1

For a data science project I am tasked with the cleanup of our twitter data. The tweets contain unicode encoded emojis (and other stuff) in the form of \ud83d\udcf8 (camera emoji) or \ud83c\uddeb\ud83c\uddf7 (french flag) for example.

I am using the python-package "re" and so far I was successful in removing "simple" unicodes like \u201c (double quotation mark) with something like

text = re.sub(u'\u201c', '', text)

However, when I am trying to remove more complex structures, like for example

text = re.sub(u'\ud83d\udcf8', '', text) # remove camera emoji
text = re.sub(u'\ud83c\uddeb\ud83c\uddf7', '', text) # remove french flag emoji

nothing is happening, no matter if I prefix the string with an 'u', an 'r' or nothing at all. The unicode remains in the string.

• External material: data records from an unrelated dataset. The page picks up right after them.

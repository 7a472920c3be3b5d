//! Tests for the settings service contract against a mock repository.

use std::sync::{Arc, Mutex};

use async_trait::async_trait;
use chrono::Utc;
use tempfile::{tempdir, TempDir};

use crate::assets::{LogoStore, LogoUpload};
use crate::errors::{DatabaseError, Error, Result};
use crate::settings::{
    Address, CompanySettings, CompanySettingsPatch, CompanySettingsUpdate,
    SettingsRepositoryTrait, SettingsService, SettingsServiceTrait,
};

// =========================================================================
// Mock repository
// =========================================================================

#[derive(Clone, Default)]
struct MockSettingsRepository {
    record: Arc<Mutex<Option<CompanySettings>>>,
    insert_count: Arc<Mutex<usize>>,
}

impl MockSettingsRepository {
    fn new() -> Self {
        Self::default()
    }

    fn with_record(record: CompanySettings) -> Self {
        Self {
            record: Arc::new(Mutex::new(Some(record))),
            insert_count: Arc::new(Mutex::new(0)),
        }
    }

    fn stored(&self) -> Option<CompanySettings> {
        self.record.lock().unwrap().clone()
    }

    fn inserts(&self) -> usize {
        *self.insert_count.lock().unwrap()
    }
}

fn apply_patch(settings: &mut CompanySettings, patch: CompanySettingsPatch) {
    if let Some(v) = patch.company_name {
        settings.company_name = v;
    }
    if let Some(v) = patch.addresses {
        settings.addresses = v;
    }
    if let Some(v) = patch.default_language {
        settings.default_language = Some(v);
    }
    if let Some(v) = patch.theme {
        settings.theme = v;
    }
    if let Some(v) = patch.tax {
        settings.tax = v;
    }
    if let Some(v) = patch.email {
        settings.email = v;
    }
    if let Some(v) = patch.logo {
        settings.logo = v;
    }
    settings.updated_at = patch.updated_at;
}

#[async_trait]
impl SettingsRepositoryTrait for MockSettingsRepository {
    fn find_settings(&self) -> Result<Option<CompanySettings>> {
        Ok(self.record.lock().unwrap().clone())
    }

    async fn insert_settings(&self, settings: &CompanySettings) -> Result<()> {
        let mut record = self.record.lock().unwrap();
        if record.is_some() {
            return Err(Error::Database(DatabaseError::UniqueViolation(
                settings.id.clone(),
            )));
        }
        *record = Some(settings.clone());
        *self.insert_count.lock().unwrap() += 1;
        Ok(())
    }

    async fn update_settings(&self, patch: CompanySettingsPatch) -> Result<usize> {
        let mut record = self.record.lock().unwrap();
        match record.as_mut() {
            Some(settings) => {
                apply_patch(settings, patch);
                Ok(1)
            }
            None => Ok(0),
        }
    }

    async fn upsert_settings(
        &self,
        patch: CompanySettingsPatch,
        seed: CompanySettings,
    ) -> Result<()> {
        let mut record = self.record.lock().unwrap();
        match record.as_mut() {
            Some(settings) => apply_patch(settings, patch),
            None => *record = Some(seed),
        }
        Ok(())
    }
}

fn service_with(
    repo: MockSettingsRepository,
) -> (TempDir, MockSettingsRepository, SettingsService) {
    let tmp = tempdir().unwrap();
    let store = LogoStore::new(tmp.path()).unwrap();
    let service = SettingsService::new(Arc::new(repo.clone()), store);
    (tmp, repo, service)
}

fn png_upload(len: usize) -> LogoUpload {
    LogoUpload {
        filename: "logo.png".to_string(),
        content_type: "image/png".to_string(),
        bytes: vec![0u8; len],
    }
}

// =========================================================================
// Read path
// =========================================================================

#[tokio::test]
async fn get_seeds_default_record_exactly_once() {
    let (_tmp, repo, service) = service_with(MockSettingsRepository::new());

    let first = service.get_company_settings().await.unwrap();
    assert_eq!(first.company_name, "Gelbe-Umzüge");
    assert_eq!(first.addresses.len(), 1);
    assert_eq!(first.addresses[0].city, "Schönbühl");
    assert_eq!(repo.inserts(), 1);

    let second = service.get_company_settings().await.unwrap();
    assert_eq!(second.company_name, first.company_name);
    assert_eq!(repo.inserts(), 1);
}

#[tokio::test]
async fn get_redacts_email_credentials() {
    let mut record = CompanySettings::default_record(Utc::now());
    record.email.from_email = "kontakt@example.ch".to_string();
    record.email.from_name = "Kontakt".to_string();
    record.email.smtp_host = "mail.example.ch".to_string();
    record.email.smtp_password = "hunter2".to_string();
    let (_tmp, _repo, service) = service_with(MockSettingsRepository::with_record(record));

    let public = service.get_company_settings().await.unwrap();
    assert_eq!(public.email.from_email, "kontakt@example.ch");
    assert_eq!(public.email.from_name, "Kontakt");

    let json = serde_json::to_value(&public).unwrap();
    assert!(json["email"].get("smtpHost").is_none());
    assert!(json["email"].get("smtpPassword").is_none());
}

// =========================================================================
// Partial update
// =========================================================================

#[tokio::test]
async fn update_applies_present_keys_only() {
    let record = CompanySettings::default_record(Utc::now());
    let original_addresses = record.addresses.clone();
    let (_tmp, repo, service) = service_with(MockSettingsRepository::with_record(record));

    service
        .update_company_settings(CompanySettingsUpdate {
            company_name: Some(String::new()),
            ..Default::default()
        })
        .await
        .unwrap();

    let stored = repo.stored().unwrap();
    assert_eq!(stored.company_name, "");
    assert_eq!(stored.addresses, original_addresses);
}

#[tokio::test]
async fn update_replaces_addresses_when_present() {
    let record = CompanySettings::default_record(Utc::now());
    let (_tmp, repo, service) = service_with(MockSettingsRepository::with_record(record));

    let new_address = Address {
        kind: "filiale".to_string(),
        street: "Bahnhofstrasse 1".to_string(),
        city: "Bern".to_string(),
        zip_code: "3000".to_string(),
        country: "CH".to_string(),
        phone: "031 000 00 00".to_string(),
        email: "bern@example.ch".to_string(),
        website: "www.example.ch".to_string(),
    };
    service
        .update_company_settings(CompanySettingsUpdate {
            addresses: Some(vec![new_address.clone()]),
            ..Default::default()
        })
        .await
        .unwrap();

    let stored = repo.stored().unwrap();
    assert_eq!(stored.addresses, vec![new_address]);
    assert_eq!(stored.company_name, "Gelbe-Umzüge");
}

#[tokio::test]
async fn update_fails_not_found_without_record() {
    let (_tmp, _repo, service) = service_with(MockSettingsRepository::new());

    let err = service
        .update_company_settings(CompanySettingsUpdate {
            company_name: Some("Anyone".to_string()),
            ..Default::default()
        })
        .await
        .unwrap_err();
    assert!(matches!(
        err,
        Error::Database(DatabaseError::NotFound(_))
    ));
}

// =========================================================================
// Logo upload / delete
// =========================================================================

#[tokio::test]
async fn upload_stores_file_and_reference() {
    let (_tmp, repo, service) = service_with(MockSettingsRepository::with_record(
        CompanySettings::default_record(Utc::now()),
    ));

    let logo = service.upload_logo(png_upload(64)).await.unwrap();
    assert!(logo.starts_with("/uploads/logo_"));
    assert!(logo.ends_with(".png"));
    assert_eq!(repo.stored().unwrap().logo.as_deref(), Some(logo.as_str()));
}

#[tokio::test]
async fn upload_seeds_record_when_store_is_empty() {
    let (_tmp, repo, service) = service_with(MockSettingsRepository::new());

    let logo = service.upload_logo(png_upload(64)).await.unwrap();
    let stored = repo.stored().unwrap();
    assert_eq!(stored.logo.as_deref(), Some(logo.as_str()));
    assert_eq!(stored.company_name, "Gelbe-Umzüge");
}

#[tokio::test]
async fn second_upload_replaces_previous_file() {
    let (tmp, _repo, service) = service_with(MockSettingsRepository::with_record(
        CompanySettings::default_record(Utc::now()),
    ));

    let first = service.upload_logo(png_upload(64)).await.unwrap();
    let second = service.upload_logo(png_upload(64)).await.unwrap();
    assert_ne!(first, second);

    let first_file = tmp.path().join(first.trim_start_matches("/uploads/"));
    let second_file = tmp.path().join(second.trim_start_matches("/uploads/"));
    assert!(!first_file.exists());
    assert!(second_file.exists());
}

#[tokio::test]
async fn upload_survives_missing_old_file() {
    let mut record = CompanySettings::default_record(Utc::now());
    record.logo = Some("/uploads/logo_gone.png".to_string());
    let (_tmp, repo, service) = service_with(MockSettingsRepository::with_record(record));

    let logo = service.upload_logo(png_upload(64)).await.unwrap();
    assert_eq!(repo.stored().unwrap().logo.as_deref(), Some(logo.as_str()));
}

#[tokio::test]
async fn upload_leaves_unmanaged_old_reference_alone() {
    let mut record = CompanySettings::default_record(Utc::now());
    record.logo = Some("https://cdn.example.ch/logo.png".to_string());
    let (_tmp, _repo, service) = service_with(MockSettingsRepository::with_record(record));

    service.upload_logo(png_upload(64)).await.unwrap();
}

#[tokio::test]
async fn upload_rejects_oversized_body() {
    let (_tmp, repo, service) = service_with(MockSettingsRepository::new());

    let err = service
        .upload_logo(png_upload(5 * 1024 * 1024 + 1))
        .await
        .unwrap_err();
    assert!(matches!(err, Error::Validation(_)));
    assert!(repo.stored().is_none());
}

#[tokio::test]
async fn delete_logo_requires_a_stored_reference() {
    let (_tmp, _repo, service) = service_with(MockSettingsRepository::with_record(
        CompanySettings::default_record(Utc::now()),
    ));

    let err = service.delete_logo().await.unwrap_err();
    assert!(matches!(
        err,
        Error::Database(DatabaseError::NotFound(_))
    ));
}

#[tokio::test]
async fn delete_logo_clears_reference_even_when_file_is_gone() {
    let mut record = CompanySettings::default_record(Utc::now());
    record.logo = Some("/uploads/logo_missing.png".to_string());
    let (_tmp, repo, service) = service_with(MockSettingsRepository::with_record(record));

    service.delete_logo().await.unwrap();
    assert_eq!(repo.stored().unwrap().logo, None);
}
use std::sync::Arc;

use async_trait::async_trait;
use chrono::Utc;
use log::{info, warn};

use crate::assets::{LogoStore, LogoUpload};
use crate::errors::{DatabaseError, Result};
use crate::settings::{
    CompanySettings, CompanySettingsPatch, CompanySettingsUpdate, EmailSettings,
    PublicCompanySettings, SettingsRepositoryTrait, TaxSettings, Theme,
};

/// Operations on the single company settings record.
#[async_trait]
pub trait SettingsServiceTrait: Send + Sync {
    /// Public read. Seeds the default record on first access and redacts the
    /// email credentials.
    async fn get_company_settings(&self) -> Result<PublicCompanySettings>;

    /// Partial update of the company profile. Only keys present in the
    /// payload are applied; fails with not-found when no record exists.
    async fn update_company_settings(&self, update: CompanySettingsUpdate) -> Result<()>;

    /// Stores a new logo image and returns its public reference path.
    async fn upload_logo(&self, upload: LogoUpload) -> Result<String>;

    /// Removes the current logo from disk and clears the reference.
    async fn delete_logo(&self) -> Result<()>;

    /// Replaces the theme sub-record as a whole.
    async fn update_theme(&self, theme: Theme) -> Result<()>;

    /// Replaces the tax sub-record as a whole.
    async fn update_tax_settings(&self, tax: TaxSettings) -> Result<()>;

    /// Replaces the email sub-record as a whole.
    async fn update_email_settings(&self, email: EmailSettings) -> Result<()>;
}

pub struct SettingsService {
    settings_repository: Arc<dyn SettingsRepositoryTrait>,
    logo_store: LogoStore,
}

impl SettingsService {
    pub fn new(settings_repository: Arc<dyn SettingsRepositoryTrait>, logo_store: LogoStore) -> Self {
        SettingsService {
            settings_repository,
            logo_store,
        }
    }
}

#[async_trait]
impl SettingsServiceTrait for SettingsService {
    async fn get_company_settings(&self) -> Result<PublicCompanySettings> {
        if let Some(settings) = self.settings_repository.find_settings()? {
            return Ok(settings.into_public());
        }

        let default_settings = CompanySettings::default_record(Utc::now());
        self.settings_repository
            .insert_settings(&default_settings)
            .await?;
        info!("Seeded default company settings record");
        Ok(default_settings.into_public())
    }

    async fn update_company_settings(&self, update: CompanySettingsUpdate) -> Result<()> {
        let mut patch = CompanySettingsPatch::stamped(Utc::now());
        patch.company_name = update.company_name;
        patch.addresses = update.addresses;
        patch.default_language = update.default_language;

        let matched = self.settings_repository.update_settings(patch).await?;
        if matched == 0 {
            return Err(DatabaseError::NotFound("Settings not found".to_string()).into());
        }
        Ok(())
    }

    async fn upload_logo(&self, upload: LogoUpload) -> Result<String> {
        let ext = self.logo_store.validate(&upload)?;

        // Capture the previous reference before anything is written; the
        // replacement file must survive even if this cleanup later fails.
        let old_logo = self
            .settings_repository
            .find_settings()?
            .and_then(|settings| settings.logo);

        let now = Utc::now();
        let logo_url = self.logo_store.save(&upload.bytes, &ext, now)?;

        let mut patch = CompanySettingsPatch::stamped(now);
        patch.logo = Some(Some(logo_url.clone()));
        let mut seed = CompanySettings::default_record(now);
        seed.logo = Some(logo_url.clone());
        self.settings_repository.upsert_settings(patch, seed).await?;

        if let Some(old) = old_logo {
            if let Err(err) = self.logo_store.remove(&old) {
                warn!("Could not delete old logo {}: {}", old, err);
            }
        }

        Ok(logo_url)
    }

    async fn delete_logo(&self) -> Result<()> {
        let logo = self
            .settings_repository
            .find_settings()?
            .and_then(|settings| settings.logo)
            .ok_or_else(|| DatabaseError::NotFound("No logo found".to_string()))?;

        self.logo_store.remove(&logo)?;

        let mut patch = CompanySettingsPatch::stamped(Utc::now());
        patch.logo = Some(None);
        self.settings_repository.update_settings(patch).await?;
        Ok(())
    }

    async fn update_theme(&self, theme: Theme) -> Result<()> {
        let mut patch = CompanySettingsPatch::stamped(Utc::now());
        patch.theme = Some(theme);
        self.settings_repository.update_settings(patch).await?;
        Ok(())
    }

    async fn update_tax_settings(&self, tax: TaxSettings) -> Result<()> {
        let mut patch = CompanySettingsPatch::stamped(Utc::now());
        patch.tax = Some(tax);
        self.settings_repository.update_settings(patch).await?;
        Ok(())
    }

    async fn update_email_settings(&self, email: EmailSettings) -> Result<()> {
        let mut patch = CompanySettingsPatch::stamped(Utc::now());
        patch.email = Some(email);
        self.settings_repository.update_settings(patch).await?;
        Ok(())
    }
}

EDIT: Thanks to @Shawn Shroyer's answer i found out that

text = re.sub(u'\\ud83d\\udcf8', '', text)

works fine! I just had to escape the backslashes. Now only my second problem remains (see below).

The second problem is that I don't want to have to specify every single emoji individually, but instead I would like to remove them all in a much simpler fashion, but without removing ALL unicode characters, because I need to retain stuff like \u2019 (single quotation mark).

EXQuIsIIt
  • 45
  • 8

1 Answers1

1

My suggestion would be to create an array of values you would like to replace and you need to escape the \ by adding another backslash, or adding 'ur' before your string so backslashes do not need to be escaped.

import re
to_remove_arr = [u"\ud83d\udcf8", u"\ud83c\uddeb\ud83c\uddf7"]
pattern_str = "|".join(to_remove_arr)    
text = re.sub(pattern_str, "", text)

Edit: the above solution will remove specific unicode characters - to remove all non-ASCII Unicode characters:

text = text.encode("ascii", "ignore").decode()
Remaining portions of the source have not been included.